Jumat, 04 Mei 2018

Dari Time Crunch Economy ke Leisure Economy



Bagaimana Perubahan Demografi, Ekonomi, dan Sikap Generasi Membentuk Kembali Kehidupan dan Industri Kita?

Febrian tak pernah menyangka bila hobi jalan-jalannya dan menulis bisa menjadi pekerjaan dan bisnis yang menyenangkan, menghasilkan dan membuat orang lain bahagia. Bukan hanya itu, perjalanannya yang gratis itu justru menghasilkan pendapatan.

Beberapa perusahaan mempercayakan mereknya kepada alumnus Jurusan Komunikasi Massa STIKOM LSPR itu sebagai ambassador. Salah satunya, Lumix, merek kamera digital keluaran Panasonic, perusahaan elektronik terkemuka di Jepang.

Fenomena Febrian memberikan gambaran tumbuhnya entrepreneur yang bisa mendorong pertumbuhan kelas menengah. Ini sekaligus menunjukkan makin tingginya tingkat ekonomi mereka sehingga muncul asumsi makin tingginya kemauan mereka untuk menyisihkan sebagian besar pendapatan untuk liburan atau nongkrong di kafe/mal.

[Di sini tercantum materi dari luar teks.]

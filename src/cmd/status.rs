//! Verification overview - `mergegate status`.

use super::report::{availability_mark, review_mode};
use super::{CliOverrides, EXIT_PROCEED, load_settings};
use anyhow::Result;
use mergegate::context::ExecContext;
use mergegate::runtime::{AUDITOR_ROLE, RuntimeKind, RuntimeRegistry, is_independent};
use mergegate::tracker::{BeadsTracker, Tracker};
use std::path::Path;

pub async fn cmd_status(project_dir: &Path) -> Result<u8> {
    let settings = load_settings(project_dir, CliOverrides::default())?;
    let registry = RuntimeRegistry::discover_with(&settings.runtimes);

    println!();
    println!("Verification Status");
    println!("===================");
    println!();

    if !settings.verification.enabled {
        println!("Verification is DISABLED in mergegate.toml; every gate call is skipped.");
        println!();
    }

    match registry.get_for_role(AUDITOR_ROLE) {
        Some(rt) => {
            println!("Active runtime: {}", rt.name());
            println!("Mode: {}", review_mode(is_independent(rt.name())));
        }
        None => {
            println!("Active runtime: NONE - verification will fail!");
            println!("Install claude, codex, or opencode");
        }
    }
    println!();

    println!("Available runtimes:");
    for kind in RuntimeKind::all() {
        println!(
            "  {} {}",
            availability_mark(registry.has_runtime(kind.name())),
            kind
        );
    }
    println!();

    let tracker = BeadsTracker::new(project_dir);
    let open = match tracker.list_open(&ExecContext::new()).await {
        Ok(open) => open,
        Err(err) => {
            eprintln!("Warning: could not list beads: {}", err);
            return Ok(EXIT_PROCEED);
        }
    };

    let pending: Vec<_> = open.iter().filter(|i| i.awaits_verification()).collect();
    if pending.is_empty() {
        println!("No beads pending verification.");
    } else {
        println!("Pending verification:");
        for issue in &pending {
            println!("  {}: {}", issue.id, issue.title);
        }
        println!();
        println!("Pending verifications: {}", pending.len());
    }

    Ok(EXIT_PROCEED)
}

Golongan kelas menengah milennials ini mulai menggeser prioritas pengeluarannya dari konsumsi barang ke konsumsi pengalaman. Kini mulai menjadi tradisi, rumah-rumah tangga mulai berhemat dan menabung untuk keperluan berlibur di tengah/akhir tahun maupun di hari-hari libur kejepit. Mereka juga mulai banyak menghabiskan waktunya untuk bersosialisasi di mal atau nongkrong di kafe sebagai bagian dari gaya hidup urban.

Kalau melihat ke tiga puluh tahun silam, apakah fenomena Febrian bisa ditemui? Untuk menggambarkannya, saya sengaja menulis alinea pendukung judul diatas saya ambil dari judul buku The leisure economy: how changing demographics, economics, and generational attitudes will reshape our lives our and our industries (John Wiley & Sons, 2007) karya Linda Nazareth.

Diakui atau tidak, selama tiga dekade terakhir, orang terjebak dalam situasi ekonomi kegentingan waktu (time crunch economy). Ekonomi yang menggambar situasi dimana orang seakan-akan kekurangan waktu. Orang sering dalam situasi keterburu-buruan. Orang yang dikejar-kejar pekerja yang semakin menumpuk dan segera diselesaikan sehingga dua puluh empat sehari sekan masih kurang.

Mereka berangkat bekerja jauh sebelum ayam berkokok, memegang cangkir kopi khusus yang disediakan oleh pabrikan mobil. Para pekerja menggunakan waktu istirahat mereka untuk mengantar anak-anaknya pergi ke pertandingan sepak bola, mengatur waktu untuk mengantar dan menjemput anak-anak pada hari-hari ketika mereka benar-benar tidak ada jadwal kegiatan ekstra di kantornya atau pas jadwal untuk mencuci mobilnya.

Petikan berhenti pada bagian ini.